▶ [Material supplied]:
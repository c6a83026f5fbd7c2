//! Searching, filtering and sorting the athlete table.

use std::fmt;
use std::str::FromStr;

use crate::models::{or_unspecified, Athlete};
use crate::utils::{cmp_ignore_case, contains_ignore_case};

// Sorting options for the athlete table
#[derive(Debug, Clone, Copy, PartialEq, Eq)]
pub enum SortColumn {
    Name,
    Sport,
    School,
}

impl SortColumn {
    fn value<'a>(&self, athlete: &'a Athlete) -> &'a str {
        match self {
            SortColumn::Name => &athlete.name,
            SortColumn::Sport => &athlete.sport_type,
            SortColumn::School => &athlete.school,
        }
    }
}

impl fmt::Display for SortColumn {
    fn fmt(&self, f: &mut fmt::Formatter<'_>) -> fmt::Result {
        match self {
            SortColumn::Name => write!(f, "name"),
            SortColumn::Sport => write!(f, "sport"),
            SortColumn::School => write!(f, "school"),
        }
    }
}

impl FromStr for SortColumn {
    type Err = String;

    fn from_str(s: &str) -> Result<Self, Self::Err> {
        match s.trim().to_ascii_lowercase().as_str() {
            "name" => Ok(SortColumn::Name),
            "sport" | "sporttype" => Ok(SortColumn::Sport),
            "school" => Ok(SortColumn::School),
            other => Err(format!("unknown sort column '{}' (expected name, sport or school)", other)),
        }
    }
}

/// Filters applied to the table. `None` means "all".
///
/// Sport, age and gender compare against the athlete's group key, so a blank
/// filter value or the "unspecified" label selects athletes with that field
/// left empty, the same way they are grouped for printing.
#[derive(Debug, Clone, Default)]
pub struct RosterFilter {
    /// Matched case-insensitively against name and school.
    pub search: Option<String>,
    pub level: Option<String>,
    pub sport: Option<String>,
    pub age: Option<String>,
    pub gender: Option<String>,
}

impl RosterFilter {
    pub fn matches(&self, athlete: &Athlete) -> bool {
        fn field_matches(filter: &Option<String>, value: &str) -> bool {
            filter.as_deref().map_or(true, |f| f.trim() == value.trim())
        }
        fn group_field_matches(filter: &Option<String>, value: &str) -> bool {
            filter.as_deref().map_or(true, |f| or_unspecified(f) == value)
        }

        let search_ok = match self.search.as_deref().map(str::trim) {
            Some(query) if !query.is_empty() => {
                let query = query.to_lowercase();
                contains_ignore_case(&athlete.name, &query)
                    || contains_ignore_case(&athlete.school, &query)
            }
            _ => true,
        };

        if !search_ok || !field_matches(&self.level, &athlete.level) {
            return false;
        }
        let key = athlete.group_key();
        group_field_matches(&self.sport, &key.sport)
            && group_field_matches(&self.age, &key.age)
            && group_field_matches(&self.gender, &key.gender)
    }
}

/// Apply `filter`, then sort by `sort` if given. Without a sort column the
/// input order is kept.
pub fn filter_and_sort<'a>(
    athletes: &'a [Athlete],
    filter: &RosterFilter,
    sort: Option<SortColumn>,
    ascending: bool,
) -> Vec<&'a Athlete> {
    let mut rows: Vec<&Athlete> = athletes.iter().filter(|a| filter.matches(a)).collect();

    if let Some(column) = sort {
        rows.sort_by(|a, b| {
            let cmp = cmp_ignore_case(column.value(a), column.value(b));
            if ascending {
                cmp
            } else {
                cmp.reverse()
            }
        });
    }

    rows
}

/// Distinct sport names as they group, in order of first appearance.
pub fn unique_sports(athletes: &[Athlete]) -> Vec<String> {
    let mut sports: Vec<String> = Vec::new();
    for athlete in athletes {
        let sport = or_unspecified(&athlete.sport_type);
        if !sports.contains(&sport) {
            sports.push(sport);
        }
    }
    sports
}

#[cfg(test)]
mod tests {
    use super::*;
    use crate::layout::categories;
    use crate::models::UNSPECIFIED;

    fn athlete(id: &str, name: &str, sport: &str, school: &str, level: &str) -> Athlete {
        Athlete {
            id: id.to_string(),
            name: name.to_string(),
            sport_type: sport.to_string(),
            school: school.to_string(),
            level: level.to_string(),
            ..Default::default()
        }
    }

    fn roster() -> Vec<Athlete> {
        vec![
            athlete("1", "Charlie Brown", "ฟุตซอล", "North School", "ประถม"),
            athlete("2", "alice Smith", "ตะกร้อ", "South School", "ประถม"),
            athlete("3", "Bob Jones", "ฟุตซอล", "north annex", "ปฐมวัย"),
        ]
    }

    fn ids(rows: &[&Athlete]) -> Vec<String> {
        rows.iter().map(|a| a.id.clone()).collect()
    }

    #[test]
    fn test_no_filter_keeps_order() {
        let athletes = roster();
        let rows = filter_and_sort(&athletes, &RosterFilter::default(), None, true);
        assert_eq!(ids(&rows), vec!["1", "2", "3"]);
    }

    #[test]
    fn test_search_matches_name_or_school() {
        let athletes = roster();
        let filter = RosterFilter {
            search: Some("NORTH".to_string()),
            ..Default::default()
        };
        assert_eq!(ids(&filter_and_sort(&athletes, &filter, None, true)), vec!["1", "3"]);

        let filter = RosterFilter {
            search: Some("smith".to_string()),
            ..Default::default()
        };
        assert_eq!(ids(&filter_and_sort(&athletes, &filter, None, true)), vec!["2"]);
    }

    #[test]
    fn test_level_and_sport_filters() {
        let athletes = roster();
        let filter = RosterFilter {
            level: Some("ประถม".to_string()),
            sport: Some("ฟุตซอล".to_string()),
            ..Default::default()
        };
        assert_eq!(ids(&filter_and_sort(&athletes, &filter, None, true)), vec!["1"]);
    }

    #[test]
    fn test_sort_by_name_ignores_case() {
        let athletes = roster();
        let filter = RosterFilter::default();
        let asc = filter_and_sort(&athletes, &filter, Some(SortColumn::Name), true);
        assert_eq!(ids(&asc), vec!["2", "3", "1"]);
        let desc = filter_and_sort(&athletes, &filter, Some(SortColumn::Name), false);
        assert_eq!(ids(&desc), vec!["1", "3", "2"]);
    }

    #[test]
    fn test_sort_by_school_is_stable() {
        let athletes = vec![
            athlete("1", "x", "", "Same", ""),
            athlete("2", "y", "", "same", ""),
            athlete("3", "z", "", "Alpha", ""),
        ];
        let rows = filter_and_sort(&athletes, &RosterFilter::default(), Some(SortColumn::School), true);
        assert_eq!(ids(&rows), vec!["3", "1", "2"]);
    }

    #[test]
    fn test_unique_sports() {
        let mut athletes = roster();
        assert_eq!(unique_sports(&athletes), vec!["ฟุตซอล", "ตะกร้อ"]);

        athletes.push(athlete("4", "Dan", "  ", "", ""));
        assert_eq!(unique_sports(&athletes), vec!["ฟุตซอล", "ตะกร้อ", UNSPECIFIED]);
    }

    #[test]
    fn test_unspecified_label_selects_blank_fields() {
        let athletes = vec![Athlete {
            id: "1".to_string(),
            sport_type: "ฟุตซอล".to_string(),
            age: String::new(),
            gender: "ชาย".to_string(),
            ..Default::default()
        }];
        let filter = RosterFilter {
            sport: Some("ฟุตซอล".to_string()),
            age: Some(UNSPECIFIED.to_string()),
            gender: Some(" ชาย ".to_string()),
            ..Default::default()
        };
        assert_eq!(ids(&filter_and_sort(&athletes, &filter, None, true)), vec!["1"]);

        let filter = RosterFilter {
            age: Some("12".to_string()),
            ..Default::default()
        };
        assert!(filter_and_sort(&athletes, &filter, None, true).is_empty());
    }

    #[test]
    fn test_every_category_is_selectable() {
        let mut athletes = roster();
        athletes[0].age = "12".to_string();
        athletes[0].gender = "ชาย".to_string();
        athletes[1].age = "10".to_string();
        athletes.push(Athlete {
            id: "4".to_string(),
            gender: "หญิง".to_string(),
            ..Default::default()
        });

        for cat in categories(&athletes) {
            let filter = RosterFilter {
                sport: Some(cat.key.sport.clone()),
                age: Some(cat.key.age.clone()),
                gender: Some(cat.key.gender.clone()),
                ..Default::default()
            };
            let selected = filter_and_sort(&athletes, &filter, None, true);
            assert_eq!(selected.len(), cat.count, "category {}", cat.key);
            assert!(selected.iter().all(|a| a.group_key() == cat.key));
        }
    }

    #[test]
    fn test_sort_column_from_str() {
        assert_eq!("Sport".parse::<SortColumn>(), Ok(SortColumn::Sport));
        assert!("age".parse::<SortColumn>().is_err());
    }
}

▶ [Task item]: Identify the lines of the data that contain the word "push". Copy each of them.

▶ [Written answer]:
            sports.push(sport);
        athletes.push(athlete("4", "Dan", "  ", "", ""));
        athletes.push(Athlete {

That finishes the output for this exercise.